> **WHAT THE TASK ASKS**
Collect each line of the entries that holds the string "ScalarValue".

> **Saved data entries**
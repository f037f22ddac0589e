//! Prepared statement registry.
//!
//! Handles are v4 UUIDs in a single flat namespace. The map is safe under
//! concurrent create/close/lookup; the per-handle mutex serializes bind and
//! execute races on one statement. Statements live until explicitly closed.

use std::sync::{Arc, Mutex};

use arrow_schema::{Field, Schema, SchemaRef};
use dashmap::DashMap;
use skylark_protocol::variant::parameter_type;
use skylark_protocol::{Error, Result};
use tracing::debug;
use uuid::Uuid;

use crate::engine::{SqlEngine, Statement};

pub struct PreparedStatement {
    pub query: String,
    pub statement: Box<dyn Statement>,
}

/// Outcome of `create`: the handle plus both schemas the create action
/// reports back to the client.
pub struct CreatedStatement {
    pub handle: String,
    pub dataset_schema: SchemaRef,
    pub parameter_schema: SchemaRef,
}

#[derive(Default)]
pub struct StatementRegistry {
    statements: DashMap<String, Arc<Mutex<PreparedStatement>>>,
}

/// One tagged-union field per positional parameter. Fields take the
/// engine's name when it assigns one, `parameter_<n>` (1-based) otherwise.
pub fn parameter_schema(statement: &dyn Statement) -> SchemaRef {
    let fields: Vec<Field> = (0..statement.parameter_count())
        .map(|i| {
            let name = statement
                .parameter_name(i)
                .unwrap_or_else(|| format!("parameter_{}", i + 1));
            Field::new(name, parameter_type(), true)
        })
        .collect();
    Arc::new(Schema::new(fields))
}

impl StatementRegistry {
    pub fn new() -> Self {
        Self::default()
    }

    /// Prepares `sql` against the engine and registers it under a fresh
    /// handle. Rejected text surfaces as `InvalidQuery`.
    pub fn create(&self, engine: &dyn SqlEngine, sql: &str) -> Result<CreatedStatement> {
        let statement = engine.prepare(sql)?;
        let handle = Uuid::new_v4().to_string();
        let dataset_schema = statement.result_schema();
        let parameter_schema = parameter_schema(statement.as_ref());
        debug!(handle = %handle, parameters = statement.parameter_count(), "prepared statement created");
        self.statements.insert(
            handle.clone(),
            Arc::new(Mutex::new(PreparedStatement {
                query: sql.to_string(),
                statement,
            })),
        );
        crate::metrics::PREPARED_STATEMENTS_OPEN.inc();
        Ok(CreatedStatement {
            handle,
            dataset_schema,
            parameter_schema,
        })
    }

    pub fn lookup(&self, handle: &str) -> Result<Arc<Mutex<PreparedStatement>>> {
        self.statements
            .get(handle)
            .map(|entry| entry.value().clone())
            .ok_or_else(|| Error::NotFound(format!("prepared statement {handle}")))
    }

    /// Removes the statement. Closing twice is an error: the second close
    /// names a handle that no longer exists.
    pub fn close(&self, handle: &str) -> Result<()> {
        self.statements
            .remove(handle)
            .map(|_| {
                crate::metrics::PREPARED_STATEMENTS_OPEN.dec();
                debug!(handle = %handle, "prepared statement closed");
            })
            .ok_or_else(|| Error::NotFound(format!("prepared statement {handle}")))
    }

    pub fn len(&self) -> usize {
        self.statements.len()
    }

    pub fn is_empty(&self) -> bool {
        self.statements.is_empty()
    }
}
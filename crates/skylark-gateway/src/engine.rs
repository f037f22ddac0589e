//! Seam between the Flight SQL surface and whatever executes SQL.
//!
//! The producer never interprets SQL itself; it hands statement text to a
//! [`SqlEngine`] and renders the engine's answers onto the wire. Catalog
//! filtering semantics (tri-state filters, SQL LIKE patterns) live here so
//! every engine applies them identically.

use arrow_array::RecordBatch;
use arrow_schema::{DataType, SchemaRef};
use skylark_protocol::variant::ScalarValue;
use skylark_protocol::{Result, TableRef};

/// One database schema (namespace) row for `GetDbSchemas`.
#[derive(Debug, Clone, PartialEq)]
pub struct SchemaEntry {
    pub catalog: Option<String>,
    pub db_schema: Option<String>,
}

/// One table row for `GetTables`, carrying the column layout so the
/// `include_schema` variant can serialize it.
#[derive(Debug, Clone)]
pub struct TableEntry {
    pub catalog: Option<String>,
    pub db_schema: Option<String>,
    pub name: String,
    pub table_type: String,
    pub schema: SchemaRef,
}

/// One primary-key column row, ordered by `key_sequence` (1-based).
#[derive(Debug, Clone, PartialEq)]
pub struct PrimaryKeyEntry {
    pub column: String,
    pub key_sequence: i32,
    pub key_name: Option<String>,
}

/// One foreign-key column row. Rule codes use the integer mapping in
/// [`skylark_protocol::keys`].
#[derive(Debug, Clone, PartialEq)]
pub struct ForeignKeyEntry {
    pub pk_catalog: Option<String>,
    pub pk_db_schema: Option<String>,
    pub pk_table: String,
    pub pk_column: String,
    pub fk_catalog: Option<String>,
    pub fk_db_schema: Option<String>,
    pub fk_table: String,
    pub fk_column: String,
    pub key_sequence: i32,
    pub fk_key_name: Option<String>,
    pub pk_key_name: Option<String>,
    pub update_rule: i32,
    pub delete_rule: i32,
}

/// A prepared statement: schema introspection before execution, positional
/// parameter binding, then query or update execution.
pub trait Statement: Send {
    /// Schema of the result set this statement would produce as a query.
    fn result_schema(&self) -> SchemaRef;

    /// Number of positional parameters in the statement text.
    fn parameter_count(&self) -> usize;

    /// Engine-assigned name for parameter `index` (0-based), if it has one.
    fn parameter_name(&self, index: usize) -> Option<String>;

    /// Binds parameter `index` (0-based). Rebinding replaces the value.
    fn bind(&mut self, index: usize, value: ScalarValue) -> Result<()>;

    fn execute_query(&mut self) -> Result<Vec<RecordBatch>>;

    fn execute_update(&mut self) -> Result<i64>;
}

/// A SQL execution and catalog metadata source.
pub trait SqlEngine: Send + Sync {
    /// Parses and plans `sql`. Rejected text is `InvalidQuery` with the
    /// engine's message passed through verbatim.
    fn prepare(&self, sql: &str) -> Result<Box<dyn Statement>>;

    /// Distinct catalog names, sorted.
    fn catalogs(&self) -> Vec<String>;

    /// Schemas under `catalog` (exact tri-state filter) whose name matches
    /// `pattern` (LIKE tri-state filter).
    fn db_schemas(&self, catalog: Option<&str>, pattern: Option<&str>) -> Vec<SchemaEntry>;

    /// Tables surviving the catalog filter, both name patterns, and the
    /// `table_types` allow-list (empty list = every type).
    fn tables(
        &self,
        catalog: Option<&str>,
        db_schema_pattern: Option<&str>,
        table_name_pattern: Option<&str>,
        table_types: &[String],
    ) -> Vec<TableEntry>;

    /// Distinct table types, deduplicated.
    fn table_types(&self) -> Vec<String>;

    fn primary_keys(&self, table: &TableRef) -> Vec<PrimaryKeyEntry>;

    fn foreign_keys(&self, pk_table: &TableRef, fk_table: &TableRef) -> Vec<ForeignKeyEntry>;
}

/// Maps an engine's native type name onto an Arrow type. Unrecognized names
/// fall back to `Null` rather than failing.
pub fn arrow_type_for(native: &str) -> DataType {
    let lowered = native.to_ascii_lowercase();
    match lowered.as_str() {
        "int" | "integer" => DataType::Int64,
        "real" => DataType::Float64,
        "blob" => DataType::Binary,
        "text" => DataType::Utf8,
        _ if lowered.starts_with("char") || lowered.starts_with("varchar") => DataType::Utf8,
        _ => DataType::Null,
    }
}

/// SQL LIKE with `%` (any run) and `_` (any single character); everything
/// else matches literally.
pub fn like_match(pattern: &str, value: &str) -> bool {
    fn matches(pattern: &[char], value: &[char]) -> bool {
        match pattern.split_first() {
            None => value.is_empty(),
            Some(('%', rest)) => {
                (0..=value.len()).any(|skip| matches(rest, &value[skip..]))
            }
            Some(('_', rest)) => !value.is_empty() && matches(rest, &value[1..]),
            Some((c, rest)) => value.first() == Some(c) && matches(rest, &value[1..]),
        }
    }
    let pattern: Vec<char> = pattern.chars().collect();
    let value: Vec<char> = value.chars().collect();
    matches(&pattern, &value)
}

/// Tri-state LIKE filter: absent passes everything, present-but-empty keeps
/// only rows where the field itself is absent or empty, non-empty applies
/// the LIKE pattern.
pub fn matches_pattern(filter: Option<&str>, value: Option<&str>) -> bool {
    match filter {
        None => true,
        Some("") => value.map_or(true, str::is_empty),
        Some(pattern) => value.map_or(false, |v| like_match(pattern, v)),
    }
}

/// Tri-state exact filter, same absent/empty semantics as
/// [`matches_pattern`] but with string equality instead of LIKE.
pub fn matches_exact(filter: Option<&str>, value: Option<&str>) -> bool {
    match filter {
        None => true,
        Some("") => value.map_or(true, str::is_empty),
        Some(wanted) => value == Some(wanted),
    }
}
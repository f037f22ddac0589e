//! Renders engine catalog metadata into the fixed discovery result schemas.
//!
//! One builder per discovery command; each produces a single `RecordBatch`
//! whose schema is exactly what `get_schema` advertises for that command.

use std::sync::Arc;

use arrow_array::builder::BinaryBuilder;
use arrow_array::{ArrayRef, Int32Array, RecordBatch, StringArray};
use arrow_flight::{IpcMessage, SchemaAsIpc};
use arrow_ipc::writer::IpcWriteOptions;
use arrow_schema::Schema;
use skylark_protocol::command::{
    CommandGetDbSchemas, CommandGetForeignKeys, CommandGetPrimaryKeys, CommandGetSqlInfo,
    CommandGetTables,
};
use skylark_protocol::sql_info::SqlInfoData;
use skylark_protocol::{schema, Result};

use crate::engine::SqlEngine;

pub fn catalogs(engine: &dyn SqlEngine) -> Result<RecordBatch> {
    let names: StringArray = engine.catalogs().into_iter().map(Some).collect();
    Ok(RecordBatch::try_new(
        schema::catalogs(),
        vec![Arc::new(names)],
    )?)
}

pub fn db_schemas(engine: &dyn SqlEngine, cmd: &CommandGetDbSchemas) -> Result<RecordBatch> {
    let entries = engine.db_schemas(
        cmd.catalog.as_deref(),
        cmd.db_schema_filter_pattern.as_deref(),
    );
    let catalog_names: StringArray = entries.iter().map(|e| e.catalog.clone()).collect();
    let schema_names: StringArray = entries.iter().map(|e| e.db_schema.clone()).collect();
    Ok(RecordBatch::try_new(
        schema::db_schemas(),
        vec![Arc::new(catalog_names), Arc::new(schema_names)],
    )?)
}

/// Serializes one table's column layout the way schemas travel everywhere
/// else on this protocol: as an IPC schema message.
fn ipc_schema_bytes(schema: &Schema) -> Result<Vec<u8>> {
    let options = IpcWriteOptions::default();
    let message: IpcMessage = SchemaAsIpc::new(schema, &options).try_into()?;
    Ok(message.0.to_vec())
}

pub fn tables(engine: &dyn SqlEngine, cmd: &CommandGetTables) -> Result<RecordBatch> {
    let entries = engine.tables(
        cmd.catalog.as_deref(),
        cmd.db_schema_filter_pattern.as_deref(),
        cmd.table_name_filter_pattern.as_deref(),
        &cmd.table_types,
    );
    let catalog_names: StringArray = entries.iter().map(|e| e.catalog.clone()).collect();
    let schema_names: StringArray = entries.iter().map(|e| e.db_schema.clone()).collect();
    let table_names: StringArray = entries.iter().map(|e| Some(e.name.clone())).collect();
    let table_types: StringArray = entries.iter().map(|e| Some(e.table_type.clone())).collect();

    let mut columns: Vec<ArrayRef> = vec![
        Arc::new(catalog_names),
        Arc::new(schema_names),
        Arc::new(table_names),
        Arc::new(table_types),
    ];
    if cmd.include_schema {
        let mut table_schemas = BinaryBuilder::new();
        for entry in &entries {
            table_schemas.append_value(ipc_schema_bytes(&entry.schema)?);
        }
        columns.push(Arc::new(table_schemas.finish()));
    }
    Ok(RecordBatch::try_new(
        schema::tables(cmd.include_schema),
        columns,
    )?)
}

pub fn table_types(engine: &dyn SqlEngine) -> Result<RecordBatch> {
    let types: StringArray = engine.table_types().into_iter().map(Some).collect();
    Ok(RecordBatch::try_new(
        schema::table_types(),
        vec![Arc::new(types)],
    )?)
}

pub fn primary_keys(engine: &dyn SqlEngine, cmd: &CommandGetPrimaryKeys) -> Result<RecordBatch> {
    let table_ref = cmd.table_ref();
    let keys = engine.primary_keys(&table_ref);

    let catalog_names: StringArray = keys.iter().map(|_| table_ref.catalog.clone()).collect();
    let schema_names: StringArray = keys.iter().map(|_| table_ref.db_schema.clone()).collect();
    let table_names: StringArray = keys.iter().map(|_| Some(table_ref.table.clone())).collect();
    let column_names: StringArray = keys.iter().map(|k| Some(k.column.clone())).collect();
    let key_sequences: Int32Array = keys.iter().map(|k| Some(k.key_sequence)).collect();
    let key_names: StringArray = keys.iter().map(|k| k.key_name.clone()).collect();

    Ok(RecordBatch::try_new(
        schema::primary_keys(),
        vec![
            Arc::new(catalog_names),
            Arc::new(schema_names),
            Arc::new(table_names),
            Arc::new(column_names),
            Arc::new(key_sequences),
            Arc::new(key_names),
        ],
    )?)
}

pub fn foreign_keys(engine: &dyn SqlEngine, cmd: &CommandGetForeignKeys) -> Result<RecordBatch> {
    let keys = engine.foreign_keys(&cmd.pk_table_ref(), &cmd.fk_table_ref());

    let pk_catalogs: StringArray = keys.iter().map(|k| k.pk_catalog.clone()).collect();
    let pk_schemas: StringArray = keys.iter().map(|k| k.pk_db_schema.clone()).collect();
    let pk_tables: StringArray = keys.iter().map(|k| Some(k.pk_table.clone())).collect();
    let pk_columns: StringArray = keys.iter().map(|k| Some(k.pk_column.clone())).collect();
    let fk_catalogs: StringArray = keys.iter().map(|k| k.fk_catalog.clone()).collect();
    let fk_schemas: StringArray = keys.iter().map(|k| k.fk_db_schema.clone()).collect();
    let fk_tables: StringArray = keys.iter().map(|k| Some(k.fk_table.clone())).collect();
    let fk_columns: StringArray = keys.iter().map(|k| Some(k.fk_column.clone())).collect();
    let key_sequences: Int32Array = keys.iter().map(|k| Some(k.key_sequence)).collect();
    let fk_key_names: StringArray = keys.iter().map(|k| k.fk_key_name.clone()).collect();
    let pk_key_names: StringArray = keys.iter().map(|k| k.pk_key_name.clone()).collect();
    let update_rules: Int32Array = keys.iter().map(|k| Some(k.update_rule)).collect();
    let delete_rules: Int32Array = keys.iter().map(|k| Some(k.delete_rule)).collect();

    Ok(RecordBatch::try_new(
        schema::foreign_keys(),
        vec![
            Arc::new(pk_catalogs),
            Arc::new(pk_schemas),
            Arc::new(pk_tables),
            Arc::new(pk_columns),
            Arc::new(fk_catalogs),
            Arc::new(fk_schemas),
            Arc::new(fk_tables),
            Arc::new(fk_columns),
            Arc::new(key_sequences),
            Arc::new(fk_key_names),
            Arc::new(pk_key_names),
            Arc::new(update_rules),
            Arc::new(delete_rules),
        ],
    )?)
}

pub fn sql_info(info: &SqlInfoData, cmd: &CommandGetSqlInfo) -> Result<RecordBatch> {
    info.batch(&cmd.info)
}
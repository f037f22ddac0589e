//! Flight SQL producer over a pluggable SQL engine.
//!
//! The gateway exposes the Flight SQL command surface (statements, prepared
//! statements, catalog discovery, server info) as a gRPC Flight service. SQL
//! execution is delegated to a [`engine::SqlEngine`] implementation;
//! [`mem::MemEngine`] is the embedded reference engine.

pub mod discovery;
pub mod engine;
pub mod mem;
pub mod metrics;
pub mod producer;
pub mod registry;
pub mod telemetry;

pub use producer::SkylarkFlightSqlService;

> **TASK RESULT**
use skylark_protocol::variant::ScalarValue;
    fn bind(&mut self, index: usize, value: ScalarValue) -> Result<()>;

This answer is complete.